The outlook for FY 2025 remains unchanged, with revenue expected to reach a new record high. Regarding Q4, while demand is slowing in many regions, organic growth is still positive, but our currency FX outlook anticipates a stronger JPY year on year. If the current weak yen persists, there could be some upside potential, but for the full year, it falls slightly short of our guidance of JPY 1.8 billion. Operating profit, on the other hand, is expected to largely achieve the guidance on the pre-adjusted basis of JPY 244 billion. Page seven, no specific comments on the heat map. Overall market conditions were flat in Q3, except for slightly favorable conditions in China's automotive sector, where we gained market share. The AOC segment shows some signs of bottoming out, so we anticipate nearly flat market conditions for Q4.
Next, turning to page eight, here we outline the situation of our major segments. Although I will leave the details to Q&A, let me briefly comment on each region. First, for the Japan segment, basically, market conditions and volume remain challenging, but we are offsetting this with a favorable price mix, and we're achieving profit growth. Regarding NIPC China, TOC's revenue is up by 1% despite challenging market conditions, and we secured sufficient profits. In TOC specifically, it experienced a situation of volume down by LSD and price and mix up by LSD. Automotive sales grew by 7.9%, driven by increased production volumes and strong sales to Chinese manufacturers. The adjusted operating margin rose by 2.3 percentage points year on year, compensating for the revenue decline with margin expansion securing profit growth. NIPC except China had growth in revenue and profit.
Indonesia saw volume growth by mid-single digit, though currency had a negative impact. Turkey achieved double-digit growth in both volume and price. This adjustment attempts to incorporate the impact of applying IAS 29, the superinflationary accounting, hyperinflationary accounting. In DGO Pacific, revenue increased despite largely flat market conditions, driven by continued volume and mix improvements for the impact of yen appreciation. Meanwhile, in Europe, while the French market remained challenging, revenue grew thanks to contributions from Southern Europe and Europe's business expansion. The stronger euro also provided a positive currency effect. Thorough deliberation at the September board meeting in its strategic session. Inclusive of the change in the disclosure method, we intend to continue constructive dialogue with all market participants going forward, and we appreciate your continued support. Secondly, following the completion of the Tokyo Innovation Center in Shinagawa, we conducted a tour for investors.

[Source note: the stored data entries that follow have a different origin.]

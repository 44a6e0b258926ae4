//! Circular dependency detection over the declared dependency graph.
//!
//! [`VariableEngine::get_variable`](super::VariableEngine::get_variable)
//! catches cycles as they are entered at evaluation time. This module finds
//! them statically, by depth-first search, so a host can report a cycle
//! before anything is read.

use std::collections::{HashMap, HashSet};

/// Detect circular dependencies starting from a variable id.
/// Returns `Some(cycle_path)` if a cycle is reachable, `None` otherwise.
/// The path ends with the id that closes the cycle.
pub fn detect_cycle(
    start: &str,
    dependencies: &HashMap<String, Vec<String>>,
) -> Option<Vec<String>> {
    let mut visiting = HashSet::new();
    let mut path = Vec::new();

    if detect_cycle_dfs(start, dependencies, &mut visiting, &mut path) {
        Some(path)
    } else {
        None
    }
}

fn detect_cycle_dfs<'a>(
    current: &'a str,
    dependencies: &'a HashMap<String, Vec<String>>,
    visiting: &mut HashSet<&'a str>,
    path: &mut Vec<String>,
) -> bool {
    if visiting.contains(current) {
        path.push(current.to_string());
        return true;
    }

    let Some(deps) = dependencies.get(current) else {
        return false;
    };

    visiting.insert(current);
    path.push(current.to_string());

    for dep in deps {
        if detect_cycle_dfs(dep, dependencies, visiting, path) {
            return true;
        }
    }

    path.pop();
    visiting.remove(current);
    false
}

#[cfg(test)]
mod tests {
    use super::*;

    fn graph(edges: &[(&str, &[&str])]) -> HashMap<String, Vec<String>> {
        edges
            .iter()
            .map(|(from, to)| (from.to_string(), to.iter().map(|t| t.to_string()).collect()))
            .collect()
    }

    #[test]
    fn test_no_cycle() {
        let g = graph(&[("a", &["b"]), ("b", &["c"]), ("c", &[])]);
        assert_eq!(detect_cycle("a", &g), None);
    }

    #[test]
    fn test_three_node_cycle() {
        let g = graph(&[("a", &["b"]), ("b", &["c"]), ("c", &["a"])]);
        let path = detect_cycle("a", &g).unwrap();
        assert_eq!(path, vec!["a", "b", "c", "a"]);
    }

    #[test]
    fn test_self_reference() {
        let g = graph(&[("a", &["a"])]);
        assert_eq!(detect_cycle("a", &g).unwrap(), vec!["a", "a"]);
    }

    #[test]
    fn test_diamond_is_not_a_cycle() {
        let g = graph(&[("a", &["b", "c"]), ("b", &["d"]), ("c", &["d"]), ("d", &[])]);
        assert_eq!(detect_cycle("a", &g), None);
    }
}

This included presentations from the CTO of Japan and NIPC, along with a Q&A session. We were pleased to welcome participation from many investors and analysts. We would like to express our sincere gratitude once again to all who attended. Thirdly, turning to page 10, this is the third major topic. We plan to hold an IR day on November 26th. This time, the event will feature a presentation from AOC, so it has been scheduled for the morning in Japan. Both co-presidents will also be speaking, so we are looking forward to seeing you there. This concludes my brief presentation, and now I take questions from the audience. Thank you for your kind attention. We will now move to the Q&A session.
If you have questions, please press asterisk one. If you want to cancel your question, please press asterisk two. The operator will appoint the questioner. If you have questions, please press asterisk one. Since time is limited, we would like to limit the number of questions to one per company. I hope you could understand. Please wait for a moment till we appoint the first questioner. First, from the Japanese channel, first questioner is Goldman Sachs Securities, Ikeda-san. Please go ahead.
Ikeda from Goldman Sachs, thank you very much. Hello, Ikeda-san. Thank you. Overall, the environment remains challenging in Q3, but operating profit progress is strong. Overall, I think you are seeing good progress. By region, are there variabilities, differences? The focus in the market, the TOC in China dropped in Q2, but in Q3, it has turned around and now picking up in Q3. Premium products are strong. In the challenging China environment, what is working well? Is there a sign of improvement in the sentiment locally? If you could particularly focus on the recovery in China, please.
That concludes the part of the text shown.